» **Exercise aim**
Copy every line of the entries that has the string "derive" in it.

» **Data records**
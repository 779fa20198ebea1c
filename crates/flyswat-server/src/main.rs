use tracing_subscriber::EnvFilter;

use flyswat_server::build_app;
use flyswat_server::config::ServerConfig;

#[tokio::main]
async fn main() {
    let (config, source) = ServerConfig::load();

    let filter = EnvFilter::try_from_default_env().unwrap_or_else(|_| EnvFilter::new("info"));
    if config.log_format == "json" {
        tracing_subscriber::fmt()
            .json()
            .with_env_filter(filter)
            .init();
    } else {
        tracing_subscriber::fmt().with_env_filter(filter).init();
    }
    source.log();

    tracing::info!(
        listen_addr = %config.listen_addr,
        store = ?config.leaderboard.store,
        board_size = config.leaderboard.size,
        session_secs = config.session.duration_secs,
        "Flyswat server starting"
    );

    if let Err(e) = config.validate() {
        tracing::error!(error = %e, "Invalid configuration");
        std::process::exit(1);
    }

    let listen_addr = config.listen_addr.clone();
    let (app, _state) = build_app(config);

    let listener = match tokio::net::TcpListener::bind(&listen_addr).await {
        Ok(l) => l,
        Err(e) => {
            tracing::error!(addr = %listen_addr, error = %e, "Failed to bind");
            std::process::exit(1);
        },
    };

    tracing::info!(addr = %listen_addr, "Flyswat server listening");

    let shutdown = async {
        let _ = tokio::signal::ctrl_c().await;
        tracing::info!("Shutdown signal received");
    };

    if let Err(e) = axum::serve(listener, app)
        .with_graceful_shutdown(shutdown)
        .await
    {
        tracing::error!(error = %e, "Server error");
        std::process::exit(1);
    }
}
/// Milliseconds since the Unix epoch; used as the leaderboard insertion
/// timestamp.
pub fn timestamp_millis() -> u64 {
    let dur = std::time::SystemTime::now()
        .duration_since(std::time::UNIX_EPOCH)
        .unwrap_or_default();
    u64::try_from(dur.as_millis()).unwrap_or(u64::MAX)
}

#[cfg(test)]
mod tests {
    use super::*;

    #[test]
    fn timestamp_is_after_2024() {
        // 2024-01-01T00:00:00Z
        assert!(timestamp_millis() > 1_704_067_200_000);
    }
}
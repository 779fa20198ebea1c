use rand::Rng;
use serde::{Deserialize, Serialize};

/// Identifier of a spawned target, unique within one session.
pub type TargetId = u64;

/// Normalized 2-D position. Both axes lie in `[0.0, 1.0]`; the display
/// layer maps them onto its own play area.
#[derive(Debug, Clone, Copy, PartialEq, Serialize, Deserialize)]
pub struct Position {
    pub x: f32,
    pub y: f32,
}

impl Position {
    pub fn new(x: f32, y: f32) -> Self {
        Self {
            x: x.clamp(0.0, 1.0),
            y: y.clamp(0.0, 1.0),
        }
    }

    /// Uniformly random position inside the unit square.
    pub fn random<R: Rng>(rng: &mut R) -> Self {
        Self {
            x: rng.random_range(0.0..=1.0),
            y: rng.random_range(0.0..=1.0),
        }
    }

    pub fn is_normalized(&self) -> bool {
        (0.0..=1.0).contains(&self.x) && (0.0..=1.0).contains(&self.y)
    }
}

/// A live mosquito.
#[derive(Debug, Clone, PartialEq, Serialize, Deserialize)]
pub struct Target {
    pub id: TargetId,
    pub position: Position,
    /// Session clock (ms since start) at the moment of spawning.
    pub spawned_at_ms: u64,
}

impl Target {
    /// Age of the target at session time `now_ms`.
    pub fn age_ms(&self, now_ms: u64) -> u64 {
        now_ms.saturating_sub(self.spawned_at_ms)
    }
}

...

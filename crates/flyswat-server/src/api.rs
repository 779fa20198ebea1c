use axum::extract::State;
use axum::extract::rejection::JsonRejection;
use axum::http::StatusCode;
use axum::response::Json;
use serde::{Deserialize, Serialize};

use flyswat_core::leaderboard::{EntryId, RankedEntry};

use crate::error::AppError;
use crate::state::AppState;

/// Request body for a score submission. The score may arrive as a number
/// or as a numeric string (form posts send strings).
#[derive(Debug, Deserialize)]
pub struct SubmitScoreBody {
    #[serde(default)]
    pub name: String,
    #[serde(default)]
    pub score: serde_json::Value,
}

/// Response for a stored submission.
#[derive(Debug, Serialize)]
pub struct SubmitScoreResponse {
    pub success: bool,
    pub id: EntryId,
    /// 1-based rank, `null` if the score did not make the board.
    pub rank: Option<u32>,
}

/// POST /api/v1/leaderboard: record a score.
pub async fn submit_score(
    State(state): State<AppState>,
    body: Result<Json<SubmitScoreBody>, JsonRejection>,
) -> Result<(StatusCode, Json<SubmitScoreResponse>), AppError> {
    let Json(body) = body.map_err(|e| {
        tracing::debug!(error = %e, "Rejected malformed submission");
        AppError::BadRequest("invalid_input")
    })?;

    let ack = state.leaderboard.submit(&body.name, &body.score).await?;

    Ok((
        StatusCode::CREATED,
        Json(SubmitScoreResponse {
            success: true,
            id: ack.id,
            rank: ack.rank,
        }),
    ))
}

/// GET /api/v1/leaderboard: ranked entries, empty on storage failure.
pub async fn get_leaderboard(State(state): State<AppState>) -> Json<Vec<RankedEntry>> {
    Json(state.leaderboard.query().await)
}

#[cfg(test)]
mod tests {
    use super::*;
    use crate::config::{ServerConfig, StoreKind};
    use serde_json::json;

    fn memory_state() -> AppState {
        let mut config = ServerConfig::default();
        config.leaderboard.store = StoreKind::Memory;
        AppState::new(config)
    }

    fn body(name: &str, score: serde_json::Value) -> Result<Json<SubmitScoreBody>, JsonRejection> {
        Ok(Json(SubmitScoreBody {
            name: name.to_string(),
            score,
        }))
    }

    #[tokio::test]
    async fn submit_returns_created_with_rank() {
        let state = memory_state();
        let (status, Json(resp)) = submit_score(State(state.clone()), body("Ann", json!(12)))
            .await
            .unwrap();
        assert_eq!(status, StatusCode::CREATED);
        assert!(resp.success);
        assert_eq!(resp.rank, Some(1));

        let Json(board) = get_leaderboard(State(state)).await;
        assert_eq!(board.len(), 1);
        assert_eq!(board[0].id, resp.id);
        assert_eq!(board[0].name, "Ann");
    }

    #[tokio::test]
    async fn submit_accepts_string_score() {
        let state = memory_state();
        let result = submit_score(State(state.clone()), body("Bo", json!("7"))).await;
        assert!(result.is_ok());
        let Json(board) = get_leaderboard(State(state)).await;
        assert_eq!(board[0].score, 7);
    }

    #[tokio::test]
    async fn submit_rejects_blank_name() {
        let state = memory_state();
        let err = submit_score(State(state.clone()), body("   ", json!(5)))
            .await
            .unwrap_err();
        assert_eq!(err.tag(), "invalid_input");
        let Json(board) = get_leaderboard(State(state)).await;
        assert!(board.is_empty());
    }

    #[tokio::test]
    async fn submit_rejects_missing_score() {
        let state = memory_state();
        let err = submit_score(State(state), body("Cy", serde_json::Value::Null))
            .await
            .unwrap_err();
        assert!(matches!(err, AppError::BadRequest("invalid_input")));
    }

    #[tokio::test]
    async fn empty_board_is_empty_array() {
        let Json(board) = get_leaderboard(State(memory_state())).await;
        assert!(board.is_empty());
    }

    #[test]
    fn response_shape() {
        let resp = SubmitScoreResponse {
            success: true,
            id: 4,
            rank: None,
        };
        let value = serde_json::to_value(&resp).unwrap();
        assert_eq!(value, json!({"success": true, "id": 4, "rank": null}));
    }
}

» **Final answer**
#[derive(Debug, Clone, Copy, PartialEq, Serialize, Deserialize)]
#[derive(Debug, Clone, PartialEq, Serialize, Deserialize)]
#[derive(Debug, Deserialize)]
#[derive(Debug, Serialize)]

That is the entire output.